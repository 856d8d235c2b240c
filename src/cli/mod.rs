//! Command-line interface for glmselect

use clap::{Parser, Subcommand};

#[derive(Parser)]
#[command(name = "glmselect")]
#[command(version)]
#[command(about = "GLM fitting and best-subset model selection")]
#[command(disable_help_flag = true)]
#[command(disable_version_flag = true)]
pub struct Cli {
    #[command(subcommand)]
    pub command: Option<Commands>,

    /// Enable verbose output
    #[arg(short, long, global = true)]
    pub verbose: bool,
}

#[derive(Subcommand)]
pub enum Commands {
    /// Fit a single GLM
    #[command(
        about = "Fit a single GLM",
        long_about = "Fit a single GLM\n\n\
            Estimates coefficients by Fisher scoring, BFGS, or L-BFGS with a\n\
            backtracking strong-Wolfe line search, and reports standard errors\n\
            from the inverse Fisher information at the optimum.",
        after_long_help = "\
Examples:
  # Gaussian fit with an intercept
  glmselect fit -f data.tsv -r y -o coefficients.tsv

  # Logistic regression by L-BFGS
  glmselect fit -f trials.csv -r outcome --distribution binomial --method lbfgs

  # Poisson rates with an exposure offset
  glmselect fit -f events.tsv -r count --distribution poisson --offset log_exposure"
    )]
    Fit {
        /// Path to the data file
        #[arg(short = 'f', long,
            long_help = "Path to the data file.\n\
                Format: rectangular numeric table with a header row of column names.\n\
                Supports both CSV (comma) and TSV (tab) delimiters (auto-detected).")]
        file: String,

        /// Response column name
        #[arg(short, long)]
        response: String,

        /// Offset column name
        #[arg(long, value_name = "COL",
            long_help = "Column added to the linear predictor with a fixed unit\n\
                coefficient, e.g. a log exposure for poisson rates.")]
        offset: Option<String>,

        /// Response distribution [default: gaussian]
        #[arg(long, default_value = "gaussian",
            long_help = "Response distribution.\n\
                gaussian: continuous response; identity, log, inverse, sqrt links\n\
                binomial: 0/1 response; logit, probit, cloglog links\n\
                poisson:  counts; log, identity, sqrt links\n\
                gamma:    positive continuous; log, identity, inverse, sqrt links")]
        distribution: String,

        /// Link function [default: canonical for the distribution]
        #[arg(long,
            long_help = "Link function.\n\
                Defaults to the distribution's canonical link: identity for\n\
                gaussian, logit for binomial, log for poisson and gamma.")]
        link: Option<String>,

        /// Fitting algorithm [default: fisher]
        #[arg(long, default_value = "fisher",
            long_help = "Fitting algorithm.\n\
                fisher: Fisher scoring (Newton steps on the expected information)\n\
                bfgs:   dense quasi-Newton\n\
                lbfgs:  limited-memory quasi-Newton (see --history)")]
        method: String,

        /// Convergence tolerance [default: 1e-6]
        #[arg(long, default_value = "1e-6")]
        tol: f64,

        /// Maximum iterations [default: 50 for fisher, 200 otherwise]
        #[arg(long)]
        maxit: Option<usize>,

        /// L-BFGS history length [default: 10]
        #[arg(long, default_value = "10")]
        history: usize,

        /// Skip the least-squares warm start
        #[arg(long,
            long_help = "Skip the least-squares warm start on the link-transformed\n\
                response and start from zero coefficients instead.")]
        no_warm_start: bool,

        /// Do not add an intercept column
        #[arg(long)]
        no_intercept: bool,

        /// Output file path; prints to stdout when absent
        #[arg(short, long)]
        output: Option<String>,

        /// Output format [default: tsv]
        #[arg(long, default_value = "tsv",
            long_help = "Output format for --output.\n\
                tsv:  tab-separated table\n\
                json: pretty-printed JSON report")]
        format: String,
    },

    /// Find the best variable subsets by branch and bound
    #[command(
        about = "Find the best variable subsets by branch and bound",
        long_about = "Find the best variable subsets by branch and bound\n\n\
            Searches every admissible subset of the candidate variables for the\n\
            models minimizing an information criterion, pruning subtrees whose\n\
            criterion lower bound cannot beat the models already kept. The\n\
            result is exact: identical to fitting every subset.",
        after_long_help = "\
Examples:
  # Best model by AIC, intercept always kept
  glmselect select -f data.tsv -r y

  # Ten best models by BIC over at most 5 predictors, with progress lines
  glmselect select -f data.tsv -r y --metric bic --num-best 10 --max-size 5 --progress

  # Logistic model search, forcing the exposure variable into every model
  glmselect select -f trials.csv -r outcome --distribution binomial --keep exposure"
    )]
    Select {
        /// Path to the data file
        #[arg(short = 'f', long)]
        file: String,

        /// Response column name
        #[arg(short, long)]
        response: String,

        /// Offset column name
        #[arg(long, value_name = "COL")]
        offset: Option<String>,

        /// Response distribution [default: gaussian]
        #[arg(long, default_value = "gaussian")]
        distribution: String,

        /// Link function [default: canonical for the distribution]
        #[arg(long)]
        link: Option<String>,

        /// Fitting algorithm [default: fisher]
        #[arg(long, default_value = "fisher")]
        method: String,

        /// Convergence tolerance [default: 1e-6]
        #[arg(long, default_value = "1e-6")]
        tol: f64,

        /// Maximum iterations per fit [default: 50 for fisher, 200 otherwise]
        #[arg(long)]
        maxit: Option<usize>,

        /// L-BFGS history length [default: 10]
        #[arg(long, default_value = "10")]
        history: usize,

        /// Skip the least-squares warm start
        #[arg(long)]
        no_warm_start: bool,

        /// Do not add an intercept column
        #[arg(long)]
        no_intercept: bool,

        /// Selection criterion [default: aic]
        #[arg(long, default_value = "aic",
            long_help = "Selection criterion to minimize.\n\
                aic:  Akaike information criterion\n\
                aicc: AIC with small-sample correction\n\
                bic:  Bayesian information criterion")]
        metric: String,

        /// How many models to keep [default: 1]
        #[arg(long, default_value = "1")]
        num_best: usize,

        /// Keep only models within this distance of the best metric [default: inf]
        #[arg(long, default_value = "inf",
            long_help = "Keep only models whose criterion lands within this distance\n\
                of the best one found. Also tightens pruning, so a finite cutoff\n\
                can speed the search up.")]
        cutoff: f64,

        /// Largest number of optional variables per model
        #[arg(long, value_name = "N",
            long_help = "Largest number of optional variables in any candidate model,\n\
                not counting the mandatory set. Unlimited when absent.")]
        max_size: Option<usize>,

        /// Variable forced into every model
        #[arg(long, value_name = "VAR",
            long_help = "Variable forced into every candidate model.\n\
                Can be specified multiple times: --keep exposure --keep age")]
        keep: Vec<String>,

        /// Print search progress
        #[arg(long)]
        progress: bool,

        /// Number of threads (0 = auto) [default: 0]
        #[arg(short = 't', long, default_value = "0")]
        threads: usize,

        /// Output file path; prints to stdout when absent
        #[arg(short, long)]
        output: Option<String>,

        /// Output format [default: tsv]
        #[arg(long, default_value = "tsv")]
        format: String,
    },

    /// Greedy stepwise selection
    #[command(
        about = "Greedy stepwise selection",
        long_about = "Greedy stepwise selection\n\n\
            Walks the model space one variable at a time: each round fits all\n\
            single-variable moves in parallel and takes the best one while it\n\
            strictly improves the criterion. Faster than the exhaustive search\n\
            but not guaranteed to find the overall best model.",
        after_long_help = "\
Examples:
  # Forward selection by AICc
  glmselect step -f data.tsv -r y --metric aicc

  # Backward elimination from the full model
  glmselect step -f data.tsv -r y --direction backward

  # Bidirectional walk, at most 10 moves
  glmselect step -f data.tsv -r y --direction switch --steps 10"
    )]
    Step {
        /// Path to the data file
        #[arg(short = 'f', long)]
        file: String,

        /// Response column name
        #[arg(short, long)]
        response: String,

        /// Offset column name
        #[arg(long, value_name = "COL")]
        offset: Option<String>,

        /// Response distribution [default: gaussian]
        #[arg(long, default_value = "gaussian")]
        distribution: String,

        /// Link function [default: canonical for the distribution]
        #[arg(long)]
        link: Option<String>,

        /// Fitting algorithm [default: fisher]
        #[arg(long, default_value = "fisher")]
        method: String,

        /// Convergence tolerance [default: 1e-6]
        #[arg(long, default_value = "1e-6")]
        tol: f64,

        /// Maximum iterations per fit [default: 50 for fisher, 200 otherwise]
        #[arg(long)]
        maxit: Option<usize>,

        /// L-BFGS history length [default: 10]
        #[arg(long, default_value = "10")]
        history: usize,

        /// Skip the least-squares warm start
        #[arg(long)]
        no_warm_start: bool,

        /// Do not add an intercept column
        #[arg(long)]
        no_intercept: bool,

        /// Selection criterion [default: aic]
        #[arg(long, default_value = "aic")]
        metric: String,

        /// Walk direction [default: forward]
        #[arg(long, default_value = "forward",
            long_help = "Walk direction.\n\
                forward:  start from the mandatory set, only add variables\n\
                backward: start from the full model, only remove variables\n\
                switch:   start from the mandatory set, add or remove per round")]
        direction: String,

        /// Cap on accepted moves [default: unlimited]
        #[arg(long, value_name = "N")]
        steps: Option<usize>,

        /// Variable forced into every model
        #[arg(long, value_name = "VAR")]
        keep: Vec<String>,

        /// Number of threads (0 = auto) [default: 0]
        #[arg(short = 't', long, default_value = "0")]
        threads: usize,

        /// Output file path; prints to stdout when absent
        #[arg(short, long)]
        output: Option<String>,

        /// Output format [default: tsv]
        #[arg(long, default_value = "tsv")]
        format: String,
    },

    /// Profile-metric confidence intervals for fitted coefficients
    #[command(
        about = "Profile-metric confidence intervals for fitted coefficients",
        long_about = "Profile-metric confidence intervals for fitted coefficients\n\n\
            Fits the full model, then for each coefficient finds the two values\n\
            at which the profiled information criterion rises a chi-square\n\
            quantile above the fitted one. A side is reported as NaN when the\n\
            profile never reaches the goal within the bracketing budget.",
        after_long_help = "\
Examples:
  # 95% intervals for every coefficient
  glmselect interval -f data.tsv -r y

  # 99% intervals for selected terms of a logistic model
  glmselect interval -f trials.csv -r outcome --distribution binomial \\
    --level 0.99 --term dose --term age"
    )]
    Interval {
        /// Path to the data file
        #[arg(short = 'f', long)]
        file: String,

        /// Response column name
        #[arg(short, long)]
        response: String,

        /// Offset column name
        #[arg(long, value_name = "COL")]
        offset: Option<String>,

        /// Response distribution [default: gaussian]
        #[arg(long, default_value = "gaussian")]
        distribution: String,

        /// Link function [default: canonical for the distribution]
        #[arg(long)]
        link: Option<String>,

        /// Fitting algorithm [default: fisher]
        #[arg(long, default_value = "fisher")]
        method: String,

        /// Convergence tolerance [default: 1e-6]
        #[arg(long, default_value = "1e-6")]
        tol: f64,

        /// Maximum iterations per fit [default: 50 for fisher, 200 otherwise]
        #[arg(long)]
        maxit: Option<usize>,

        /// L-BFGS history length [default: 10]
        #[arg(long, default_value = "10")]
        history: usize,

        /// Skip the least-squares warm start
        #[arg(long)]
        no_warm_start: bool,

        /// Do not add an intercept column
        #[arg(long)]
        no_intercept: bool,

        /// Criterion profiled for the interval [default: aic]
        #[arg(long, default_value = "aic")]
        metric: String,

        /// Confidence level [default: 0.95]
        #[arg(long, default_value = "0.95",
            long_help = "Confidence level. The interval goal is the fitted criterion\n\
                plus the chi-square(1) quantile at this level.")]
        level: f64,

        /// Bracket expansion budget [default: 10]
        #[arg(long, default_value = "10",
            long_help = "How many doubling steps, in standard-error units, to take\n\
                away from the estimate while hunting for a bracket before\n\
                reporting the side as NaN.")]
        expansions: u32,

        /// Profile only this variable
        #[arg(long, value_name = "VAR",
            long_help = "Profile only this variable.\n\
                Can be specified multiple times: --term dose --term age.\n\
                Every fitted coefficient is profiled when absent.")]
        term: Vec<String>,

        /// Number of threads (0 = auto) [default: 0]
        #[arg(short = 't', long, default_value = "0")]
        threads: usize,

        /// Output file path; prints to stdout when absent
        #[arg(short, long)]
        output: Option<String>,

        /// Output format [default: tsv]
        #[arg(long, default_value = "tsv")]
        format: String,
    },
}
//! Dense symmetric solvers shared by the optimizers

use ndarray::{Array1, Array2, ArrayView1, ArrayView2};

/// Cholesky factor of a symmetric positive-definite matrix
///
/// Returns None on a non-positive pivot. Callers treat that as singular
/// curvature and report it; the factorization is never repaired.
fn cholesky(a: ArrayView2<f64>) -> Option<Array2<f64>> {
    let n = a.nrows();
    let mut l = Array2::<f64>::zeros((n, n));

    for i in 0..n {
        for j in 0..=i {
            let mut sum = a[[i, j]];
            for k in 0..j {
                sum -= l[[i, k]] * l[[j, k]];
            }
            if i == j {
                if !(sum > 0.0) || !sum.is_finite() {
                    return None;
                }
                l[[i, j]] = sum.sqrt();
            } else {
                l[[i, j]] = sum / l[[j, j]];
            }
        }
    }

    Some(l)
}

/// Forward then back substitution against a Cholesky factor
fn substitute(l: &Array2<f64>, b: ArrayView1<f64>) -> Array1<f64> {
    let n = b.len();

    let mut y = Array1::zeros(n);
    for i in 0..n {
        let mut sum = b[i];
        for j in 0..i {
            sum -= l[[i, j]] * y[j];
        }
        y[i] = sum / l[[i, i]];
    }

    let mut x = Array1::zeros(n);
    for i in (0..n).rev() {
        let mut sum = y[i];
        for j in (i + 1)..n {
            sum -= l[[j, i]] * x[j];
        }
        x[i] = sum / l[[i, i]];
    }

    x
}

/// Solve `A x = b` for symmetric positive-definite A
pub(crate) fn solve_sympd(a: ArrayView2<f64>, b: ArrayView1<f64>) -> Option<Array1<f64>> {
    let l = cholesky(a)?;
    Some(substitute(&l, b))
}

/// Inverse of a symmetric positive-definite matrix
///
/// Factors once and substitutes against each unit vector.
pub(crate) fn inverse_sympd(a: ArrayView2<f64>) -> Option<Array2<f64>> {
    let n = a.nrows();
    let l = cholesky(a)?;

    let mut inv = Array2::zeros((n, n));
    let mut e = Array1::zeros(n);
    for c in 0..n {
        e[c] = 1.0;
        let col = substitute(&l, e.view());
        inv.column_mut(c).assign(&col);
        e[c] = 0.0;
    }

    Some(inv)
}
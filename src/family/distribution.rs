//! Response distributions: domains, variance functions, likelihood kernels

use std::str::FromStr;

use ndarray::ArrayView1;

use crate::error::GlmSelectError;
use crate::family::Link;

/// Floor applied to fitted means (and exact-zero variances) to keep them
/// strictly inside the open domain, matching the single-precision machine
/// epsilon used by the reference implementations of these families
pub const MEAN_EPS: f64 = f32::EPSILON as f64;

/// Response distribution of a GLM
#[derive(Debug, Clone, Copy, PartialEq, Eq)]
pub enum Distribution {
    Gaussian,
    Binomial,
    Poisson,
    Gamma,
}

impl Distribution {
    /// Clamp a fitted mean into the distribution's valid open interval
    ///
    /// Binomial means live in (eps, 1-eps), poisson and gamma means in
    /// (eps, inf); gaussian means are unrestricted. Keeping means interior
    /// protects every log and division downstream.
    pub fn clamp_mean(&self, mu: f64) -> f64 {
        match self {
            Distribution::Binomial => {
                if mu <= 0.0 {
                    MEAN_EPS
                } else if mu >= 1.0 {
                    1.0 - MEAN_EPS
                } else {
                    mu
                }
            }
            Distribution::Poisson | Distribution::Gamma => {
                if mu <= 0.0 {
                    MEAN_EPS
                } else {
                    mu
                }
            }
            Distribution::Gaussian => mu,
        }
    }

    /// Variance function evaluated at a (clamped) mean; exact zeros floored
    pub fn variance(&self, mu: f64) -> f64 {
        let v = match self {
            Distribution::Poisson => mu,
            Distribution::Binomial => mu * (1.0 - mu),
            Distribution::Gamma => mu * mu,
            Distribution::Gaussian => 1.0,
        };
        if v == 0.0 {
            MEAN_EPS
        } else {
            v
        }
    }

    /// Negative log-likelihood kernel summed over observations
    ///
    /// This is the objective the optimizers minimize; the reported
    /// log-likelihood is its negation. Constant terms not depending on the
    /// mean are dropped.
    pub fn neg_log_likelihood(&self, y: ArrayView1<f64>, mu: ArrayView1<f64>) -> f64 {
        match self {
            Distribution::Poisson => y
                .iter()
                .zip(mu.iter())
                .map(|(&yi, &mi)| -yi * mi.ln() + mi)
                .sum(),
            Distribution::Binomial => y
                .iter()
                .zip(mu.iter())
                .map(|(&yi, &mi)| {
                    let theta = mi / (1.0 - mi);
                    -yi * theta.ln() + theta.ln_1p()
                })
                .sum(),
            Distribution::Gamma => y
                .iter()
                .zip(mu.iter())
                .map(|(&yi, &mi)| yi / mi + mi.ln())
                .sum(),
            Distribution::Gaussian => y
                .iter()
                .zip(mu.iter())
                .map(|(&yi, &mi)| (yi - mi) * (yi - mi) / 2.0)
                .sum(),
        }
    }

    /// Log-likelihood of the saturated model (mean fixed at the response)
    ///
    /// Under the same kernel as [`Self::neg_log_likelihood`], negated back to
    /// the log-likelihood scale. Zero poisson responses contribute nothing;
    /// the binomial kernel is identically zero at saturation.
    pub fn saturated_log_likelihood(&self, y: ArrayView1<f64>) -> f64 {
        match self {
            Distribution::Poisson => y
                .iter()
                .filter(|&&yi| yi != 0.0)
                .map(|&yi| yi * (yi.ln() - 1.0))
                .sum(),
            Distribution::Binomial => 0.0,
            Distribution::Gamma => y.iter().map(|&yi| -1.0 - yi.ln()).sum(),
            Distribution::Gaussian => 0.0,
        }
    }

    /// Whether the family estimates a dispersion parameter
    ///
    /// Gaussian and gamma fits carry one; it counts as an extra parameter in
    /// the information criteria.
    pub fn has_dispersion(&self) -> bool {
        matches!(self, Distribution::Gaussian | Distribution::Gamma)
    }

    /// Link used when the caller does not pick one
    pub fn canonical_link(&self) -> Link {
        match self {
            Distribution::Gaussian => Link::Identity,
            Distribution::Binomial => Link::Logit,
            Distribution::Poisson | Distribution::Gamma => Link::Log,
        }
    }

    /// Links whose range is compatible with this distribution's mean domain
    pub fn supports(&self, link: Link) -> bool {
        match self {
            Distribution::Gaussian | Distribution::Gamma => matches!(
                link,
                Link::Identity | Link::Log | Link::Inverse | Link::Sqrt
            ),
            Distribution::Binomial => {
                matches!(link, Link::Logit | Link::Probit | Link::Cloglog)
            }
            Distribution::Poisson => {
                matches!(link, Link::Identity | Link::Log | Link::Sqrt)
            }
        }
    }

    pub fn name(&self) -> &'static str {
        match self {
            Distribution::Gaussian => "gaussian",
            Distribution::Binomial => "binomial",
            Distribution::Poisson => "poisson",
            Distribution::Gamma => "gamma",
        }
    }
}

impl FromStr for Distribution {
    type Err = GlmSelectError;

    fn from_str(s: &str) -> Result<Self, Self::Err> {
        match s {
            "gaussian" => Ok(Distribution::Gaussian),
            "binomial" => Ok(Distribution::Binomial),
            "poisson" => Ok(Distribution::Poisson),
            "gamma" => Ok(Distribution::Gamma),
            other => Err(GlmSelectError::InvalidFamily {
                reason: format!("Unknown distribution '{}'", other),
            }),
        }
    }
}

impl std::fmt::Display for Distribution {
    fn fmt(&self, f: &mut std::fmt::Formatter<'_>) -> std::fmt::Result {
        f.write_str(self.name())
    }
}
// src/batch/pool.rs
// =============================================================================
// This module runs a batch of URLs through a fixed number of workers.
//
// How it works:
// 1. A producer walks the input (lazily, one URL at a time), numbers each URL
//    and pushes it onto a bounded task queue
// 2. N workers pull tasks off the queue. Each one normalizes the URL, fetches
//    the page, scans it and sends a ResultRecord to the aggregator
// 3. When the input runs out the queue closes, the workers exit, the result
//    channel closes and the aggregator puts everything back in input order
//
//   input --> [producer] --> task queue --> worker 1..N --> results --> [aggregator]
//
// One failing URL only ever fails its own task. A panic while processing a
// task is caught and recorded as that task's failure, and the worker moves on
// to the next one.
//
// There is no batch-level cancellation: every task runs until it succeeds,
// fails or hits the fetch timeout.
// =============================================================================

use super::aggregate::{assemble, collect_results, BatchReport};
use super::task::{ErrorKind, Outcome, ResultRecord, Task};
use crate::extract::{normalize_url, scan_page};
use crate::fetch::PageSource;
use futures::FutureExt;
use std::any::Any;
use std::panic::AssertUnwindSafe;
use std::sync::Arc;
use tokio::sync::mpsc::{self, Receiver, UnboundedSender};
use tokio::sync::Mutex;
use tracing::{debug, error, info, info_span, warn, Instrument, Span};

// The task queue, shared by all workers of a batch
type TaskQueue = Arc<Mutex<Receiver<Task>>>;

pub const DEFAULT_WORKERS: usize = 15;

// Worker pool configuration
#[derive(Debug, Clone)]
pub struct PoolConfig {
    /// Number of concurrent workers (at least 1)
    pub workers: usize,
    /// How many tasks may wait in the queue before the producer blocks
    pub queue_capacity: usize,
}

impl PoolConfig {
    pub fn with_workers(workers: usize) -> Self {
        let workers = workers.max(1);
        Self {
            workers,
            queue_capacity: workers * 2,
        }
    }
}

impl Default for PoolConfig {
    fn default() -> Self {
        Self::with_workers(DEFAULT_WORKERS)
    }
}

pub struct WorkerPool {
    config: PoolConfig,
    source: Arc<dyn PageSource>,
    span: Span,
}

impl WorkerPool {
    pub fn new(config: PoolConfig, source: Arc<dyn PageSource>) -> Self {
        Self {
            config,
            source,
            span: info_span!("batch"),
        }
    }

    // Sets the span every worker logs under
    pub fn with_span(mut self, span: Span) -> Self {
        self.span = span;
        self
    }

    // Runs one batch and waits until every task has a result
    //
    // The input is consumed lazily on a blocking thread, so it can be backed
    // by a file that's read line by line
    pub async fn run<I>(&self, urls: I) -> BatchReport
    where
        I: IntoIterator<Item = String>,
        I::IntoIter: Send + 'static,
    {
        let workers = self.config.workers.max(1);
        let (task_tx, task_rx) = mpsc::channel::<Task>(self.config.queue_capacity.max(1));
        let (result_tx, result_rx) = mpsc::unbounded_channel::<ResultRecord>();
        let queue: TaskQueue = Arc::new(Mutex::new(task_rx));

        // Number the input and feed the queue from a blocking thread
        let urls = urls.into_iter();
        let producer = tokio::task::spawn_blocking(move || {
            let mut submitted = 0;
            for (position, url) in urls.enumerate() {
                // Only fails if every worker is gone
                if task_tx.blocking_send(Task { position, url }).is_err() {
                    break;
                }
                submitted += 1;
            }
            submitted
        });

        // Start the workers, each under its own child span
        let handles: Vec<_> = (0..workers)
            .map(|id| {
                let span = info_span!(parent: &self.span, "worker", id);
                tokio::spawn(
                    worker_loop(Arc::clone(&queue), result_tx.clone(), Arc::clone(&self.source))
                        .instrument(span),
                )
            })
            .collect();

        // The result channel closes once the last worker drops its sender
        drop(result_tx);
        drop(queue);

        // Drain results while the producer is still pushing
        let records = collect_results(result_rx).instrument(self.span.clone()).await;

        let submitted = match producer.await {
            Ok(submitted) => submitted,
            Err(e) => {
                self.span.in_scope(|| error!(error = %e, "Task producer failed"));
                records.len()
            }
        };

        for joined in futures::future::join_all(handles).await {
            if let Err(e) = joined {
                self.span.in_scope(|| warn!(error = %e, "Worker exited abnormally"));
            }
        }

        // Put everything back in input order
        let report = assemble(submitted, records);
        self.span.in_scope(|| {
            info!(
                tasks = report.len(),
                failed = report.failed(),
                workers,
                "Batch finished"
            )
        });
        report
    }
}

// Pops tasks until the queue is closed and empty
async fn worker_loop(queue: TaskQueue, results: UnboundedSender<ResultRecord>, source: Arc<dyn PageSource>) {
    loop {
        // The lock is only held while waiting for the next task
        let next = queue.lock().await.recv().await;
        let Some(task) = next else {
            break;
        };

        let span = info_span!("task", position = task.position, url = %task.url);
        let completion = Completion::new(&task, &results);

        // A panic fails this task only; the worker keeps pulling
        let processing = process_task(source.as_ref(), &task).instrument(span.clone());
        let outcome = match AssertUnwindSafe(processing).catch_unwind().await {
            Ok(outcome) => outcome,
            Err(payload) => {
                let reason = panic_message(payload.as_ref());
                span.in_scope(|| error!(reason = %reason, "Task panicked"));
                Outcome::failure(
                    ErrorKind::WorkerPanicked,
                    format!("worker panicked while processing this task: {}", reason),
                )
            }
        };
        completion.record(outcome);
    }

    debug!("Queue drained, worker exiting");
}

// panic!("...") carries a &str or a String; anything else has no message
fn panic_message(payload: &(dyn Any + Send)) -> String {
    if let Some(message) = payload.downcast_ref::<&str>() {
        message.to_string()
    } else if let Some(message) = payload.downcast_ref::<String>() {
        message.clone()
    } else {
        "unknown panic".to_string()
    }
}

// Normalize -> fetch -> scan, for one task
async fn process_task(source: &dyn PageSource, task: &Task) -> Outcome {
    let url = match normalize_url(&task.url) {
        Ok(url) => url,
        Err(e) => {
            warn!(kind = %ErrorKind::InvalidUrl, error = %e, "Skipping input");
            return Outcome::from(e);
        }
    };

    match source.fetch(&url).await {
        Ok(page) => {
            let report = scan_page(&page.body, page.content_type.as_deref(), Some(&page.final_url));
            info!(
                status = page.status,
                redirects = page.redirects.len(),
                handles = report.handles.len(),
                links = report.links_seen,
                "Page scanned"
            );
            Outcome::Success {
                handles: report.handles,
                status: page.status,
                redirects: page.redirects,
            }
        }
        Err(e) => {
            warn!(
                kind = %ErrorKind::from(&e),
                status = e.status(),
                hint = e.hint(),
                error = %e,
                "Fetch failed"
            );
            Outcome::from(&e)
        }
    }
}

// Records exactly one result for a task
//
// If record() is never reached (the worker task is aborted or a panic slips
// past catch_unwind), the drop sends a WorkerPanicked failure instead
struct Completion<'a> {
    position: usize,
    url: String,
    results: &'a UnboundedSender<ResultRecord>,
    recorded: bool,
}

impl<'a> Completion<'a> {
    fn new(task: &Task, results: &'a UnboundedSender<ResultRecord>) -> Self {
        Self {
            position: task.position,
            url: task.url.clone(),
            results,
            recorded: false,
        }
    }

    fn record(mut self, outcome: Outcome) {
        self.send(outcome);
        self.recorded = true;
    }

    fn send(&self, outcome: Outcome) {
        let record = ResultRecord {
            position: self.position,
            url: self.url.clone(),
            outcome,
        };
        // The aggregator outlives every worker, so this only fails if the
        // whole batch is being torn down
        if self.results.send(record).is_err() {
            error!(position = self.position, "Result channel closed");
        }
    }
}

impl Drop for Completion<'_> {
    fn drop(&mut self) {
        if !self.recorded {
            error!(position = self.position, url = %self.url, "Worker stopped before recording a result");
            self.send(Outcome::failure(
                ErrorKind::WorkerPanicked,
                "worker stopped before recording a result",
            ));
        }
    }
}

// -----------------------------------------------------------------------------
// BEGINNER NOTES:
//
// 1. Why Arc<Mutex<Receiver>>?
//    - tokio's mpsc channel has many senders but only ONE receiver
//    - To let N workers pop from the same queue, they share the receiver
//    - Arc = shared ownership across tasks, Mutex = one worker pops at a time
//
// 2. What does spawn_blocking do?
//    - Runs a closure on a thread where blocking is allowed
//    - Reading a file line by line blocks, so the producer lives there
//    - blocking_send() waits when the queue is full, which keeps memory flat
//
// 3. How does the batch know it's done?
//    - Every worker holds a clone of the result sender
//    - A worker exits when the queue is closed and empty, dropping its clone
//    - When the last clone is dropped, recv() returns None
//
// 4. What is catch_unwind?
//    - Turns a panic inside a future into an Err instead of killing the task
//    - AssertUnwindSafe promises the compiler we won't reuse broken state
//      (process_task shares nothing mutable, so there is none)
//
// 5. What is Drop?
//    - Code that runs when a value goes out of scope, even during a panic
//    - Completion uses it so a task is never left without a result
//
// 6. What is .instrument(span)?
//    - Attaches a tracing span to a future
//    - Every log line inside it carries the span's fields (worker id, url)
// -----------------------------------------------------------------------------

- _TASK DIRECTIONS_
From the entries above, restate word for word the lines from the line containing "pub fn clamp_mean(&self, mu: f64)" to the line containing "mean are dropped.", both ends included, and nothing more.

- _YOUR RESPONSE_
    pub fn clamp_mean(&self, mu: f64) -> f64 {
        match self {
            Distribution::Binomial => {
                if mu <= 0.0 {
                    MEAN_EPS
                } else if mu >= 1.0 {
                    1.0 - MEAN_EPS
                } else {
                    mu
                }
            }
            Distribution::Poisson | Distribution::Gamma => {
                if mu <= 0.0 {
                    MEAN_EPS
                } else {
                    mu
                }
            }
            Distribution::Gaussian => mu,
        }
    }

    /// Variance function evaluated at a (clamped) mean; exact zeros floored
    pub fn variance(&self, mu: f64) -> f64 {
        let v = match self {
            Distribution::Poisson => mu,
            Distribution::Binomial => mu * (1.0 - mu),
            Distribution::Gamma => mu * mu,
            Distribution::Gaussian => 1.0,
        };
        if v == 0.0 {
            MEAN_EPS
        } else {
            v
        }
    }

    /// Negative log-likelihood kernel summed over observations
    ///
    /// This is the objective the optimizers minimize; the reported
    /// log-likelihood is its negation. Constant terms not depending on the
    /// mean are dropped.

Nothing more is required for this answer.